The small animals were her province. Looking after the hens, and turkeys in season, feeding the pigs, milking the two cows that provided the family with milk, Meg enjoyed all of that. The animals made her life bearable. But she was not permitted to work with the sheep.
‘Not women’s work,’ Joe said, when once she had asked if she might help. In such a way that she had not mentioned it again. The desire for purposeful work, an identity of her own, was challenged only by the greater need now to see Jack Lawson. Meg clasped her hands together and stared about her. The black mountains seemed to shield her, crouching closer as her eyes grew accustomed to the dark, attempting to pick out the familiar detail that scarred their smooth surface. ‘Please help me to find the words to persuade Father to let me go to the dance.’ She couldn’t believe she had been so stupid as to risk missing it. ‘I must see Jack, I must. And don’t let there be a war.’
She’d heard talk of war a lot lately but never taken it seriously. ‘Charlie’s sixteen, young and headstrong. He thinks only of aeroplanes and adventure, do you see? Not the danger.’
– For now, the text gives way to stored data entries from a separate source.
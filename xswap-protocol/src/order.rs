//! Cross-chain order: the maker's signed, immutable offer.
//!
//! An `Order` has no setters. Every term, including the destination chain, is
//! fixed through `OrderBuilder` and validated in `build()`. The order hash is
//! recomputed from the fields on every call, so a signature only verifies
//! against the exact terms it was produced for.

use crate::data_structures::{AccountId, AssetId};
use crate::errors::{Result, SwapError};
use crate::htlc::{HashLock, TimeLocks};
use ethers::abi::{encode, Token};
use ethers::signers::{LocalWallet, Signer};
use ethers::types::{Address, Signature, H256, U256};
use ethers::utils::keccak256;
use rand::Rng;
use serde::{Deserialize, Serialize};

const ORDER_TYPE: &[u8] = b"CrossChainOrder(uint256 salt,address maker,string receiver,uint256 receiverChainId,\
string makerAsset,string takerAsset,uint256 makingAmount,uint256 takingAmount,bytes32 hashlock,\
uint256 timelocks,uint256 srcChainId,uint256 dstChainId,uint256 srcSafetyDeposit,uint256 dstSafetyDeposit,\
uint256 nonce,bool allowPartialFills,bool allowMultipleFills)";

#[derive(Clone, Debug, PartialEq, Eq, Serialize, Deserialize)]
pub struct Order {
    salt: U256,
    maker: Address,
    receiver: AccountId,
    maker_asset: AssetId,
    taker_asset: AssetId,
    making_amount: u128,
    taking_amount: u128,
    hashlock: HashLock,
    timelocks: TimeLocks,
    src_chain_id: u64,
    dst_chain_id: u64,
    src_safety_deposit: u128,
    dst_safety_deposit: u128,
    nonce: U256,
    allow_partial_fills: bool,
    allow_multiple_fills: bool,
}

impl Order {
    pub fn builder() -> OrderBuilder {
        OrderBuilder::default()
    }

    pub fn salt(&self) -> U256 {
        self.salt
    }

    pub fn maker(&self) -> Address {
        self.maker
    }

    /// Maker's account on the destination chain.
    pub fn receiver(&self) -> &AccountId {
        &self.receiver
    }

    pub fn maker_asset(&self) -> &AssetId {
        &self.maker_asset
    }

    pub fn taker_asset(&self) -> &AssetId {
        &self.taker_asset
    }

    pub fn making_amount(&self) -> u128 {
        self.making_amount
    }

    pub fn taking_amount(&self) -> u128 {
        self.taking_amount
    }

    pub fn hashlock(&self) -> HashLock {
        self.hashlock
    }

    pub fn timelocks(&self) -> TimeLocks {
        self.timelocks
    }

    pub fn src_chain_id(&self) -> u64 {
        self.src_chain_id
    }

    pub fn dst_chain_id(&self) -> u64 {
        self.dst_chain_id
    }

    pub fn src_safety_deposit(&self) -> u128 {
        self.src_safety_deposit
    }

    pub fn dst_safety_deposit(&self) -> u128 {
        self.dst_safety_deposit
    }

    pub fn nonce(&self) -> U256 {
        self.nonce
    }

    pub fn allow_partial_fills(&self) -> bool {
        self.allow_partial_fills
    }

    pub fn allow_multiple_fills(&self) -> bool {
        self.allow_multiple_fills
    }

    /// keccak-256 of the ABI-encoded terms.
    pub fn order_hash(&self) -> H256 {
        let tokens = vec![
            Token::FixedBytes(keccak256(ORDER_TYPE).to_vec()),
            Token::Uint(self.salt),
            Token::Address(self.maker),
            Token::String(self.receiver.address.clone()),
            Token::Uint(U256::from(self.receiver.chain_id)),
            Token::String(self.maker_asset.token_address.clone()),
            Token::String(self.taker_asset.token_address.clone()),
            Token::Uint(U256::from(self.making_amount)),
            Token::Uint(U256::from(self.taking_amount)),
            Token::FixedBytes(self.hashlock.digest().as_bytes().to_vec()),
            Token::Uint(self.timelocks.encode_offsets()),
            Token::Uint(U256::from(self.src_chain_id)),
            Token::Uint(U256::from(self.dst_chain_id)),
            Token::Uint(U256::from(self.src_safety_deposit)),
            Token::Uint(U256::from(self.dst_safety_deposit)),
            Token::Uint(self.nonce),
            Token::Bool(self.allow_partial_fills),
            Token::Bool(self.allow_multiple_fills),
        ];
        H256::from(keccak256(encode(&tokens)))
    }
}

#[derive(Clone, Debug, Default)]
pub struct OrderBuilder {
    salt: Option<U256>,
    maker: Option<Address>,
    receiver: Option<AccountId>,
    maker_asset: Option<AssetId>,
    taker_asset: Option<AssetId>,
    making_amount: Option<u128>,
    taking_amount: Option<u128>,
    hashlock: Option<HashLock>,
    timelocks: Option<TimeLocks>,
    src_chain_id: Option<u64>,
    dst_chain_id: Option<u64>,
    src_safety_deposit: u128,
    dst_safety_deposit: u128,
    nonce: Option<U256>,
    allow_partial_fills: bool,
    allow_multiple_fills: bool,
}

impl OrderBuilder {
    pub fn salt(mut self, salt: U256) -> Self {
        self.salt = Some(salt);
        self
    }

    pub fn maker(mut self, maker: Address) -> Self {
        self.maker = Some(maker);
        self
    }

    pub fn receiver(mut self, receiver: AccountId) -> Self {
        self.receiver = Some(receiver);
        self
    }

    pub fn maker_asset(mut self, asset: AssetId, amount: u128) -> Self {
        self.maker_asset = Some(asset);
        self.making_amount = Some(amount);
        self
    }

    pub fn taker_asset(mut self, asset: AssetId, amount: u128) -> Self {
        self.taker_asset = Some(asset);
        self.taking_amount = Some(amount);
        self
    }

    pub fn hashlock(mut self, hashlock: HashLock) -> Self {
        self.hashlock = Some(hashlock);
        self
    }

    pub fn timelocks(mut self, timelocks: TimeLocks) -> Self {
        self.timelocks = Some(timelocks);
        self
    }

    pub fn source_chain(mut self, chain_id: u64) -> Self {
        self.src_chain_id = Some(chain_id);
        self
    }

    /// Destination chain of the order. Chains outside the order SDK's
    /// registry (e.g. a Starknet devnet) are set here, before signing.
    pub fn destination_chain(mut self, chain_id: u64) -> Self {
        self.dst_chain_id = Some(chain_id);
        self
    }

    pub fn safety_deposits(mut self, src: u128, dst: u128) -> Self {
        self.src_safety_deposit = src;
        self.dst_safety_deposit = dst;
        self
    }

    pub fn nonce(mut self, nonce: U256) -> Self {
        self.nonce = Some(nonce);
        self
    }

    pub fn allow_partial_fills(mut self, allow: bool) -> Self {
        self.allow_partial_fills = allow;
        self
    }

    pub fn allow_multiple_fills(mut self, allow: bool) -> Self {
        self.allow_multiple_fills = allow;
        self
    }

    pub fn build(self) -> Result<Order> {
        fn required<T>(value: Option<T>, name: &str) -> Result<T> {
            value.ok_or_else(|| SwapError::InvalidOrder(format!("{} is required", name)))
        }

        let maker = required(self.maker, "maker")?;
        let receiver = required(self.receiver, "receiver")?;
        let maker_asset = required(self.maker_asset, "maker asset")?;
        let taker_asset = required(self.taker_asset, "taker asset")?;
        let making_amount = required(self.making_amount, "making amount")?;
        let taking_amount = required(self.taking_amount, "taking amount")?;
        let hashlock = required(self.hashlock, "hashlock")?;
        let timelocks = required(self.timelocks, "timelocks")?;
        let src_chain_id = required(self.src_chain_id, "source chain")?;
        let dst_chain_id = required(self.dst_chain_id, "destination chain")?;

        if src_chain_id == 0 || dst_chain_id == 0 {
            return Err(SwapError::InvalidOrder("chain id 0 is reserved".to_string()));
        }
        if src_chain_id == dst_chain_id {
            return Err(SwapError::InvalidOrder(format!(
                "source and destination chain are both {}",
                src_chain_id
            )));
        }
        if maker_asset.chain_id != src_chain_id {
            return Err(SwapError::InvalidOrder(format!(
                "maker asset lives on chain {}, not the source chain {}",
                maker_asset.chain_id, src_chain_id
            )));
        }
        if taker_asset.chain_id != dst_chain_id || receiver.chain_id != dst_chain_id {
            return Err(SwapError::InvalidOrder(format!(
                "taker asset and receiver must live on the destination chain {}",
                dst_chain_id
            )));
        }
        if making_amount == 0 || taking_amount == 0 {
            return Err(SwapError::InvalidOrder("amounts must be non-zero".to_string()));
        }
        if self.allow_partial_fills || self.allow_multiple_fills {
            return Err(SwapError::InvalidOrder("only single-fill orders are supported".to_string()));
        }
        if timelocks.deployed_at().is_some() {
            return Err(SwapError::InvalidOrder(
                "order timelocks must be relative, not anchored to a deployment".to_string(),
            ));
        }

        let mut rng = rand::thread_rng();
        let salt = self.salt.unwrap_or_else(|| U256::from(rng.gen::<u64>()));
        let nonce = self.nonce.unwrap_or_else(|| U256::from(rng.gen::<u64>()));

        Ok(Order {
            salt,
            maker,
            receiver,
            maker_asset,
            taker_asset,
            making_amount,
            taking_amount,
            hashlock,
            timelocks,
            src_chain_id,
            dst_chain_id,
            src_safety_deposit: self.src_safety_deposit,
            dst_safety_deposit: self.dst_safety_deposit,
            nonce,
            allow_partial_fills: false,
            allow_multiple_fills: false,
        })
    }
}

/// An order together with the maker's ECDSA signature over its hash.
#[derive(Clone, Debug, PartialEq, Eq, Serialize, Deserialize)]
pub struct SignedOrder {
    order: Order,
    order_hash: H256,
    signature: Signature,
}

impl SignedOrder {
    pub fn sign(order: Order, wallet: &LocalWallet) -> Result<Self> {
        if wallet.address() != order.maker {
            return Err(SwapError::InvalidSignature(format!(
                "wallet {:?} is not the order maker {:?}",
                wallet.address(),
                order.maker
            )));
        }
        let order_hash = order.order_hash();
        let signature = wallet
            .sign_hash(order_hash)
            .map_err(|e| SwapError::InvalidSignature(e.to_string()))?;
        Ok(SignedOrder { order, order_hash, signature })
    }

    pub fn order(&self) -> &Order {
        &self.order
    }

    pub fn order_hash(&self) -> H256 {
        self.order_hash
    }

    pub fn signature(&self) -> &Signature {
        &self.signature
    }

    /// Checks the recorded hash still matches the terms and was signed by the maker.
    pub fn verify(&self) -> Result<()> {
        let recomputed = self.order.order_hash();
        if recomputed != self.order_hash {
            return Err(SwapError::InvalidSignature(format!(
                "order hash {:?} does not match terms ({:?})",
                self.order_hash, recomputed
            )));
        }
        self.signature
            .verify(recomputed, self.order.maker)
            .map_err(|e| SwapError::InvalidSignature(e.to_string()))
    }
}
Would Jack? If there was another war, then he too might be called up. Worry swamped her. Oh, she couldn’t bear it if either of them went away. They might be wounded or killed. It made her go all sick and funny inside to think of it, and her own problems seem small by comparison.
Back in the kitchen she made a fresh pot of tea to warm herself, trying not to listen as Charlie chattered on about the latest aeroplane that would blast the enemy from the skies.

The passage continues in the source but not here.